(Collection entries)
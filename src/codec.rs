//! Encoding and decoding of the datagram wire format.
//!
//! Layout, all integers big-endian:
//!
//! | offset | size | field |
//! |---|---|---|
//! | 0  | 4  | protocol type (2 bits) + version (30 bits) |
//! | 4  | 4  | message id |
//! | 8  | 36 | sender⊕recipient XOR-overlap pack |
//! | 44 | 32 | ephemeral X25519 public key |
//! | 76 | *  | ChaCha20 ciphertext: inner sender `PeerAddress`, type/options, command, payload |
//! | end-64 | 64 | Ed25519 signature over `[0, end-64)` |
//!
//! Decoding is split into [`decode_header`] (cheap, no crypto, just enough
//! to demux and recover the sender's id) and [`decode_payload`] (does the
//! Diffie-Hellman, decrypts, and checks the signature), so a caller can
//! triage which local key material applies — its own static key for a
//! fresh request, or a retained ephemeral key for an expected reply —
//! before paying for decryption.

use std::net::SocketAddr;

use crate::buffer::Buffer;
use crate::crypto::{CryptoSuite, EphemeralKeyPair, PeerSecretKey};
use crate::error::CodecError;
use crate::manager::PeerAddressManager;
use crate::message::{Message, MessageOptions, MessageType, ProtocolType};
use crate::peer_address::PeerAddress;
use crate::peer_id::{PeerId, XOR_OVERLAP_PACK_SIZE};

/// Hard floor below which a buffer cannot possibly hold a valid datagram:
/// the 76-byte cleartext header, zero-length ciphertext region, and the
/// 64-byte trailing signature.
pub const HEADER_SIZE_MIN: usize = 156;

/// Upper bound on an encoded datagram this crate will produce or accept.
/// Chosen to comfortably clear a single Ethernet-MTU UDP payload; larger
/// requests are rejected as [`CodecError::BufferTooSmall`] rather than
/// fragmented.
pub const MAX_DATAGRAM_SIZE: usize = 2048;

const CIPHERTEXT_START: usize = 76;
const SIGNATURE_SIZE: usize = 64;
const VERSION_MASK: u32 = 0x3FFF_FFFF;

/// Read the 2-bit protocol type out of the 4-byte version-and-type word
/// without decoding anything else. `word` is the big-endian `u32` at
/// offset 0.
#[inline(always)]
pub fn peek_protocol_type(word: u32) -> ProtocolType {
    ProtocolType::from_bits((word >> 30) as u8)
}

/// Single-byte variant of [`peek_protocol_type`] for callers that only have
/// the first byte of the datagram on hand (e.g. a demuxer inspecting a
/// `recvmsg` scatter list before committing to read the rest). `u8 >> 6`
/// is a logical shift in Rust regardless of signedness, so there is no
/// sign-extension hazard here the way there would be shifting a signed
/// byte type.
#[inline(always)]
pub fn peek_protocol_type_byte(first_byte: u8) -> ProtocolType {
    ProtocolType::from_bits(first_byte >> 6)
}

fn version_and_type(protocol_type: ProtocolType, version: u32) -> u32 {
    ((protocol_type.to_bits() as u32) << 30) | (version & VERSION_MASK)
}

/// The cheap, crypto-free triage result of inspecting an inbound datagram:
/// enough to decide which local key material applies before paying for a
/// Diffie-Hellman and a ChaCha20 pass.
pub struct MessageHeader {
    pub protocol_type: ProtocolType,
    pub version: u32,
    pub message_id: u32,
    pub sender_id: PeerId,
    pub recipient_id: PeerId,
    pub recipient_address: PeerAddress,
    pub recipient_secret: PeerSecretKey,
    pub ephemeral_public: [u8; 32],
    total_len: usize,
}

/// Encode `msg` into a fresh datagram.
///
/// The sender's own private key is resolved via
/// `manager.get_peer_address_from_id`: a sender this host has no key
/// material for is [`CodecError::UnknownSender`], not a panic. A
/// fresh ephemeral keypair is generated for the Diffie-Hellman step and
/// stored back into `msg.ephemeral`; the caller must retain it to decode an
/// eventual reply (the 0-RTT rule: requests encrypt to the recipient's
/// static key, replies encrypt to the requester's ephemeral key).
///
/// Preconditions: `msg.sender.peer_id` and `msg.recipient.peer_id` must be
/// set, and for a reply, `msg.reply_to_ephemeral_public` must be set.
///
/// The 0-RTT rule (spec.md §4.2 step 6) is driven by
/// `msg.reply_to_ephemeral_public`, not by `msg.message_type`: the wire's
/// type nibble is an opaque, caller-defined value (see
/// [`crate::message::MessageType`]) and must not gate which key material
/// this step uses. A present `reply_to_ephemeral_public` means "encrypt to
/// the requester's ephemeral key"; its absence means "encrypt to the
/// recipient's static key" — exactly spec.md's `ephRemote ?? recipient.peerId`.
pub fn encode(msg: &mut Message, manager: &impl PeerAddressManager, crypto: &impl CryptoSuite) -> Result<Buffer<MAX_DATAGRAM_SIZE>, CodecError> {
    let sender_id = msg.sender.peer_id.ok_or(CodecError::MalformedPeerAddress)?;
    let recipient_id = msg.recipient.peer_id.ok_or(CodecError::MalformedPeerAddress)?;
    let (_, local_secret) = manager.get_peer_address_from_id(&sender_id)?;

    let ephemeral = EphemeralKeyPair::generate();
    let remote_public = match msg.reply_to_ephemeral_public {
        Some(ephemeral_remote) => ephemeral_remote,
        None => recipient_id.to_x25519_public().ok_or(CodecError::CryptoFailure)?,
    };
    let shared = crypto.diffie_hellman_ephemeral(&ephemeral, &remote_public)?;

    let encode_for_ipv4 = msg.sender.socket.is_ipv4();
    let inner_sender = PeerAddress::new(None, msg.sender.socket, msg.sender.features);
    let inner_addr_size = inner_sender.encoded_size(true, encode_for_ipv4);
    let ciphertext_len = inner_addr_size + 1 + 1 + msg.payload.len();
    let total_len = CIPHERTEXT_START + ciphertext_len + SIGNATURE_SIZE;
    if total_len > Buffer::<MAX_DATAGRAM_SIZE>::CAPACITY {
        return Err(CodecError::BufferTooSmall);
    }

    let mut out: Buffer<MAX_DATAGRAM_SIZE> = Buffer::new();
    out.append_u32(version_and_type(msg.protocol_type, msg.version)).map_err(|_| CodecError::BufferTooSmall)?;
    out.append_u32(msg.message_id).map_err(|_| CodecError::BufferTooSmall)?;
    out.append_bytes_fixed(&PeerId::xor_overlapped_by4(&sender_id, &recipient_id)).map_err(|_| CodecError::BufferTooSmall)?;
    out.append_bytes_fixed(&ephemeral.public_bytes()).map_err(|_| CodecError::BufferTooSmall)?;

    let ciphertext_start = out.len();
    inner_sender.encode(&mut out, true, encode_for_ipv4).map_err(|_| CodecError::BufferTooSmall)?;
    out.append_u8((msg.message_type.to_bits() << 4) | msg.options.to_bits()).map_err(|_| CodecError::BufferTooSmall)?;
    out.append_u8(msg.command).map_err(|_| CodecError::BufferTooSmall)?;
    out.append_bytes(&msg.payload).map_err(|_| CodecError::BufferTooSmall)?;
    debug_assert_eq!(out.len() - ciphertext_start, ciphertext_len);

    crypto.apply_keystream(&shared, msg.message_id, &mut out.as_bytes_mut()[ciphertext_start..]);

    let signature = crypto.sign(&local_secret, out.as_bytes());
    out.append_bytes_fixed(&signature).map_err(|_| CodecError::BufferTooSmall)?;

    msg.ephemeral = Some(ephemeral);
    Ok(out)
}

/// Parse the cleartext header of an inbound datagram and recover the
/// sender's full id via the XOR-overlap pack. Does no cryptography.
pub fn decode_header(buf: &[u8], manager: &impl PeerAddressManager) -> Result<MessageHeader, CodecError> {
    if buf.len() < HEADER_SIZE_MIN {
        return Err(CodecError::BufferTooSmall);
    }

    let version_and_type_word = u32::from_be_bytes(buf[0..4].try_into().unwrap());
    let message_id = u32::from_be_bytes(buf[4..8].try_into().unwrap());
    let xor_pack: [u8; XOR_OVERLAP_PACK_SIZE] = buf[8..44].try_into().unwrap();
    let ephemeral_public: [u8; 32] = buf[44..76].try_into().unwrap();

    let recipient_short = PeerId::recipient_short_from_pack(&xor_pack);
    let (recipient_address, recipient_secret) = manager.get_peer_address_from_short_id(recipient_short)?;
    let recipient_id = recipient_address.peer_id.ok_or(CodecError::MalformedPeerAddress)?;
    let sender_id = PeerId::de_xor_overlapped_by4(&recipient_id, &xor_pack, PeerId::sender_short_from_pack(&xor_pack));

    Ok(MessageHeader {
        protocol_type: peek_protocol_type(version_and_type_word),
        version: version_and_type_word & VERSION_MASK,
        message_id,
        sender_id,
        recipient_id,
        recipient_address,
        recipient_secret,
        ephemeral_public,
        total_len: buf.len(),
    })
}

/// Finish decoding a datagram whose header has already been triaged.
///
/// `reply_ephemeral` is the caller's retained ephemeral key from an earlier
/// outbound request with this message id, if this datagram is expected to
/// be the reply to it; `None` means "treat as a fresh request and use my
/// own static key". The caller, not this crate, owns the table of pending
/// outbound request ids needed to make that call.
///
/// `local` and `remote` are the transport-observed socket addresses this
/// datagram actually arrived on/from (spec.md §4.4 inputs). Per step 1 the
/// resolved recipient is bound to `local`, and per step 6b the decoded inner
/// sender is bound to `remote` rather than whatever IP/port it claims inside
/// the encrypted region — the encrypted region is attacker-controlled
/// plaintext once decrypted, so trusting its self-reported address would
/// throw away the anti-spoofing guarantee this field exists for.
///
/// Always returns `Ok` once the signature has been checked, even if it
/// failed: a bad signature is reported via [`Message::done`], not as an
/// error.
pub fn decode_payload(buf: &[u8], header: MessageHeader, reply_ephemeral: Option<&EphemeralKeyPair>, local: SocketAddr, remote: SocketAddr, crypto: &impl CryptoSuite) -> Result<Message, CodecError> {
    let signed_region_end = header.total_len - SIGNATURE_SIZE;
    let signed_region = &buf[0..signed_region_end];
    let signature: [u8; SIGNATURE_SIZE] = buf[signed_region_end..header.total_len].try_into().unwrap();
    let signature_valid = crypto.verify(&header.sender_id, signed_region, &signature);

    let shared = match reply_ephemeral {
        Some(eph) => crypto.diffie_hellman_ephemeral(eph, &header.ephemeral_public)?,
        None => crypto.diffie_hellman_static(&header.recipient_secret, &header.ephemeral_public)?,
    };

    let mut plaintext = buf[CIPHERTEXT_START..signed_region_end].to_vec();
    crypto.apply_keystream(&shared, header.message_id, &mut plaintext);

    let mut cursor = 0;
    let inner_sender = PeerAddress::decode(&plaintext, &mut cursor)
        .map_err(|_| CodecError::MalformedPeerAddress)?
        .with_peer_id(header.sender_id)
        .with_ip_socket(remote);

    let type_and_options = *plaintext.get(cursor).ok_or(CodecError::MalformedPeerAddress)?;
    cursor += 1;
    let message_type = MessageType::from_bits(type_and_options >> 4);
    let options = MessageOptions::from_bits(type_and_options);

    let command = *plaintext.get(cursor).ok_or(CodecError::MalformedPeerAddress)?;
    cursor += 1;

    let payload = plaintext[cursor..].to_vec();

    let recipient = header.recipient_address.with_ip_socket(local);

    Ok(Message {
        protocol_type: header.protocol_type,
        version: header.version,
        message_id: header.message_id,
        sender: inner_sender,
        recipient,
        message_type,
        options,
        command,
        payload,
        ephemeral: None,
        reply_to_ephemeral_public: Some(header.ephemeral_public),
        done: signature_valid,
    })
}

> _The task_
Return, word for word, every line from the top of the entries down to the line that holds "public key |", both included.

> _Exercise answer_
filename src/codec.rs
//! Encoding and decoding of the datagram wire format.
//!
//! Layout, all integers big-endian:
//!
//! | offset | size | field |
//! |---|---|---|
//! | 0  | 4  | protocol type (2 bits) + version (30 bits) |
//! | 4  | 4  | message id |
//! | 8  | 36 | sender⊕recipient XOR-overlap pack |
//! | 44 | 32 | ephemeral X25519 public key |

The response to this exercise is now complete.